On 25 June new DRC visa requirements came into force which greatly disturb small-scale cross-border movements with Rwanda – not just Rwanda, but no other Congolese border region is so densely populated.
Students now pay $30 per year, traders $50 per quarter, foreign employees $250 per month. Previously, visa-free travel was allowed; only cheaper laissez-passer papers were needed.
On the face of it the new measure appears normal, but it has led to long queues at the two border crossings between Goma in DRC and Gisenyi in Rwanda.
Ignoring CEPGL
Rwandan students enrolled at Goma’s universities now have to find $30; Rwandan small farmers who sell tomatoes on Goma’s markets have to shell out $50; East African lorry drivers bringing import goods to DRC trading companies have to advance $250 hoping they will be reimbursed.
All this contradicts the principle of freedom of movement between the member states of the economic community CEPGL (Communauté Économique des Pays des Grands Lacs), although this remains guaranteed, according to the Congolese government.
But the measure was not discussed and agreed through the relevant CEPGL channels. It isn’t the first time: In April the DRC authorities imposed a passport requirement on Congolese citizens crossing between South Kivu and Burundi, just as some months previously in Kinshasa on travellers across the Congo River to Brazzaville.
Many regard the latest measure as illegal. The problems caused by this measure were one of the main themes brought up at the visit of a delegation of Special Envoy Mary Robinson’s office in Goma recently.
Rwanda has protested but not yet announced specific counter-measures. Given that a large part of Eastern Congo’s long-distance trade with the rest of world passes through Rwanda and then East Africa, there are many possibilities for retorsion which could hit Eastern Congolese traders badly.
A Congolese official reports he was recently required to pay a $50 trasit visa in Uganda when crossing from Bunagana (DRC) to Kisoro (Uganda) in order to continue via Rwanda to Goma (DRC) – a favourite short cut, as the inner-Congolese road from Bunagana to Goma takes much longer.
The result? Heightened separation and the revival of economic-social tension between Rwanda and DRC. The regional organisation CEPGL has been unable to defuse this conflict
DRC promoting FDLR
On 24 June the interim president of the Rwandan Hutu militia FDLR (Democratic Forces for the Liberation of Rwanda) stationed in Eastern DRC, Rumuli (Victor Byiringiro or Gaston Iyamuremye) was flown from Goma to Kinshasa by the UN mission Monusco.
He was supposed to travel on to Rome the next day to participate in a high-level meeting between the FDLR and international special representatives arranged by the Catholic community Sant’Egidio.
He did not fly to Rome in the end because he is subject to UN sanctions including a travel ban.
The relevant sanctions committee refused an exemption request submitted by the (French) head of the UN peacekeeping department, Hervé Ladsous.

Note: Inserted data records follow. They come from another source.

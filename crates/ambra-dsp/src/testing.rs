//! Deterministic test-signal generators and comparison helpers, shared by
//! the unit and integration suites.

use ambra_core::{Sample, TWO_PI};

/// Writes silence.
pub fn generate_silence(output: &mut [Sample]) {
    output.fill(0.0);
}

/// Writes a sine wave of `frequency_hz` at `sample_rate`.
pub fn generate_sine_wave(frequency_hz: Sample, sample_rate: u32, output: &mut [Sample]) {
    assert!(frequency_hz >= 0.0);
    assert!(sample_rate > 0);
    for (i, sample) in output.iter_mut().enumerate() {
        let phase = i as Sample * TWO_PI / sample_rate as Sample * frequency_hz;
        *sample = phase.sin();
    }
}

/// Writes a sawtooth with the given tooth length in samples, spanning [-1, 1].
pub fn generate_sawtooth(tooth_length_samples: usize, output: &mut [Sample]) {
    assert!(tooth_length_samples > 0);
    for (i, sample) in output.iter_mut().enumerate() {
        *sample =
            (i % tooth_length_samples) as Sample / tooth_length_samples as Sample * 2.0 - 1.0;
    }
}

/// Writes a Kronecker delta delayed by `delay_samples`.
pub fn generate_dirac_impulse(delay_samples: usize, output: &mut [Sample]) {
    assert!(delay_samples < output.len());
    output.fill(0.0);
    output[delay_samples] = 1.0;
}

/// Sum of squared samples.
pub fn signal_energy(signal: &[Sample]) -> f64 {
    signal.iter().map(|&s| s as f64 * s as f64).sum()
}

/// Whether two signals match pointwise within `epsilon`.
pub fn signals_match(a: &[Sample], b: &[Sample], epsilon: Sample) -> bool {
    a.len() == b.len() && a.iter().zip(b).all(|(x, y)| (x - y).abs() <= epsilon)
}

#[cfg(test)]
mod tests {
    use super::*;

    #[test]
    fn dirac() {
        let mut buffer = [0.0; 8];
        generate_dirac_impulse(3, &mut buffer);
        assert_eq!(signal_energy(&buffer), 1.0);
        assert_eq!(buffer[3], 1.0);
    }

    #[test]
    fn sine_energy() {
        let mut buffer = vec![0.0; 48000];
        generate_sine_wave(440.0, 48000, &mut buffer);
        // Average power of a full-scale sine is 1/2.
        let power = signal_energy(&buffer) / buffer.len() as f64;
        assert!((power - 0.5).abs() < 1e-3);
    }

    #[test]
    fn matching() {
        assert!(signals_match(&[1.0, 2.0], &[1.0, 2.000001], 1e-5));
        assert!(!signals_match(&[1.0], &[1.1], 1e-5));
        assert!(!signals_match(&[1.0], &[1.0, 2.0], 1e-5));
    }
}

Rwanda’s government was furious and made this public. In a letter to UN Secretary General Ban Ki Moon, the Rwandan mission to the UN said that the exemption request alone was a breach of UN resolutions and MONUSCO had not even waited for an answer “before starting the process of airlifting a UN sanctioned individual, as well as other FDLR leaders, including individuals wanted by the Government of Rwanda for their responsibility in the 1994 Genocide against the Tutsi“.
So now UN representatives are talking to the FDLR – Monusco head Martin Kobler participated in the Rome meeting as well as representatives of the DRC government.
While everyone says that „the military option remains on the table“, the Congolese government as well as several SADC member states has consistently rejected military strikes against the FDLR, while Rwanda insists the UN intervention brigade FIB is mandated to fight FDLR. Monusco will not enter into action without green lightfrom the DRC government.
A SADC-ICGLR summit in Angola’s capital Luanda on 3 July gave the FDLR six months to voluntarily lay down its arms – Angola and Rwanda argued in vain for two months, but the DRC rejected this.
The result? Heightened mistrust and the revival of a generalised, multi-dimensional political-military conflict between Rwanda and the DRC. The UN has been unable to defuse this conflict.